Hay derrotas que duelen en las entrañas, que quiebran la voz y dejan un silencio espeso en el pecho. Perder una final del mundo por uno a cero ante una potencia como España duelen, es innegable. Pero cuando el silbato final decreta el cierre del sueño dorado, lo que queda flotando en el aire no es el vacío del fracaso, sino la abrumadora certeza de haber presenciado algo inolvidable. Esta Selección Argentina de Fútbol no perdió la gloria; se agigantó en la trinchera. No hay nada para reprochar, absolutamente nada. Solo queda ponerse de pie y aplaudir hasta que las manos duelan.
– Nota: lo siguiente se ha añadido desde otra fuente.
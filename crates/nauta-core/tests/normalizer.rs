use nauta_core::normalizer::{map_status, normalize};
use nauta_core::{BackendKind, BackendRef, ResourceKind, ResourceStatus};
use serde_json::{json, Value};

fn allowed(kind: ResourceKind) -> Vec<ResourceStatus> {
    use ResourceStatus as S;
    let mut statuses = match kind {
        ResourceKind::Container => vec![
            S::Created,
            S::Running,
            S::Paused,
            S::Restarting,
            S::Stopped,
            S::Removing,
            S::Dead,
        ],
        ResourceKind::Image | ResourceKind::Network | ResourceKind::Volume => vec![S::Available],
        ResourceKind::Pod => vec![S::Pending, S::Running, S::Succeeded, S::Failed, S::Terminating],
        ResourceKind::Deployment => {
            vec![S::Available, S::Progressing, S::Stopped, S::Terminating]
        }
        ResourceKind::Service | ResourceKind::Namespace => vec![S::Active, S::Terminating],
    };
    statuses.push(S::Unknown);
    statuses
}

fn samples() -> Vec<Value> {
    vec![
        json!({}),
        json!(null),
        json!("texto solto"),
        json!({ "Id": "abc", "State": "running", "Names": ["/web"] }),
        json!({ "Id": "abc", "State": { "Status": "exited" } }),
        json!({ "Id": "abc", "State": "SomethingNew" }),
        json!({ "Id": 42, "State": 7, "Created": "ontem" }),
        json!({ "Id": "sha256:1", "RepoTags": ["nginx:latest"], "Size": 10 }),
        json!({ "Name": "vol", "Driver": "local" }),
        json!({ "metadata": { "name": "p" }, "status": { "phase": "Running" } }),
        json!({ "metadata": { "name": "p" }, "status": { "phase": "Evicted" } }),
        json!({ "metadata": { "name": "p", "deletionTimestamp": "2024-01-01T00:00:00Z" } }),
        json!({ "metadata": { "name": "d" }, "spec": { "replicas": 0 } }),
        json!({ "metadata": { "name": "d" }, "spec": { "replicas": 3 }, "status": { "availableReplicas": 1 } }),
        json!({ "metadata": { "name": "ns" }, "status": { "phase": "Active" } }),
        json!({ "metadata": [] , "status": "broken" }),
    ]
}

#[test]
fn normalized_status_is_always_canonical() {
    let backend = BackendRef::new("b");
    for backend_kind in [BackendKind::Engine, BackendKind::Cluster] {
        for kind in ResourceKind::ALL {
            let permitted = allowed(kind);
            for raw in samples() {
                let resource = normalize(backend_kind, kind, &raw, &backend);
                assert_eq!(resource.kind, kind);
                assert!(
                    permitted.contains(&resource.status),
                    "{kind} em {backend_kind} produziu {} para {raw}",
                    resource.status
                );
                assert!(!resource.id.is_empty());
                assert!(resource.created_at >= 0);
                assert_eq!(resource.backend_ref.backend_id, "b");
            }
        }
    }
}

#[test]
fn unknown_raw_values_map_to_unknown() {
    for kind in ResourceKind::ALL {
        assert_eq!(map_status(kind, "não-existe"), ResourceStatus::Unknown);
        assert_eq!(map_status(kind, ""), ResourceStatus::Unknown);
    }
    assert_eq!(map_status(ResourceKind::Container, " Running "), ResourceStatus::Running);
}
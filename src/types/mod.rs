//! Request, response and document types.
//!
//! These are plain data carriers; encoding and decoding live in
//! [`crate::codec`].

mod acl;
mod bucket_config;
mod common;
mod requests;
mod responses;

pub use acl::*;
pub use bucket_config::*;
pub use common::*;
pub use requests::*;
pub use responses::*;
Repasemos el peso de su grandeza para entender de dónde vienen y por qué son inmortales. Este grupo es heredero directo de una estirpe dorada, la misma que conquistó para nuestro país tres Copas del Mundo (1978, 1986 y 2022), quince Copas América (la última en 2024), y dos medallas de oro olímpicas (2004 y 2008, podríamos tener 5 en la camiseta como hace Uruguay que si asfaltan los baches de la 18 de julio se ponen una medalla más, o los de Mechico que no tienen ni historia en el futbol y es tanta la envidia que tienen que odian, cuando su máxima estrella es Roberto Gomez Bolaños, que no se de que juega), además de la Copa FIFA Confederaciones y la Finalissima. Sumar un subcampeonato mundial en este ciclo no hace más que revalidar que esta camiseta se defiende con el alma en cada rincón del planeta.
Esta Selección demostró una postura inquebrantable en la cancha y ante la vida. Supieron superar todo tipo de adversidades, levantando una y otra vez partidos imposibles a base de pura enjundia, amor propio y carácter indomable. No se armó un equipo para que brillara el mejor de todos —el inigualable Lionel Messi—, sino que se construyó una estructura colectiva para que él estuviera cómodo, sabiendo que sus gladiadores iban a dejar la vida para defenderlo y cuidarlo en cada metro verde.
En esa guardia pretoriana destacan con luz propia los Peaky Blinders de Messi, el Cuti Romero y Licha Martínez, intimidantes, impasibles, auténticos leones custodiriando el fondo; Leandro Paredes y Rodrigo De Paul, el motor incansable, el corazón latiendo a mil revoluciones, dueños absolutos de la marca y de la manija emocional del equipo. A su lado, la finura y el fútbol exquisito de Alexis Mac Allister y Enzo Fernández, clarificando cada salida. Y arriba, la voracidad y los goles letales de Lautaro Martínez y Julián Álvarez, dos depredadores del área que corrían cada pelota como si fuera la última de sus vidas. Atrás, custodiando los palos, el Dibu Martínez, consolidado sin discusión entre los dos mejores arqueros del planeta, dueño de una jerarquía gigante.
Párrafo aparte merece el arquitecto de este milagro cotidiano, Lionel Scaloni y su cuerpo técnico. Un ejemplo indiscutible de equilibrio, sensatez y humildad descarnada. Ojalá sigan guiando este barco por siempre, porque su legado ya trasciende cualquier resultado táctico.
Duele la derrota, sí. Pero duele mucho más no reconocer el valor de estos colores defendidos con tanta hidalguía. Quedense tranquilos, mañana habrá 10 imbeciles que los van a criticar, siempre los mismos, los que estan por desaparecer definitivamente, lo que odian todo aquello que no piensa como ellos, sin darse cuenta que solo esos 10 tarados piensan como ellos, Los Brancatelli de la vida, los Mussolini o como se llame esa tal Julia de la radio
Gracias por la entrega, muchachos. Nos hicieron sentir, una vez más, el orgullo más profundo de ser argentinos.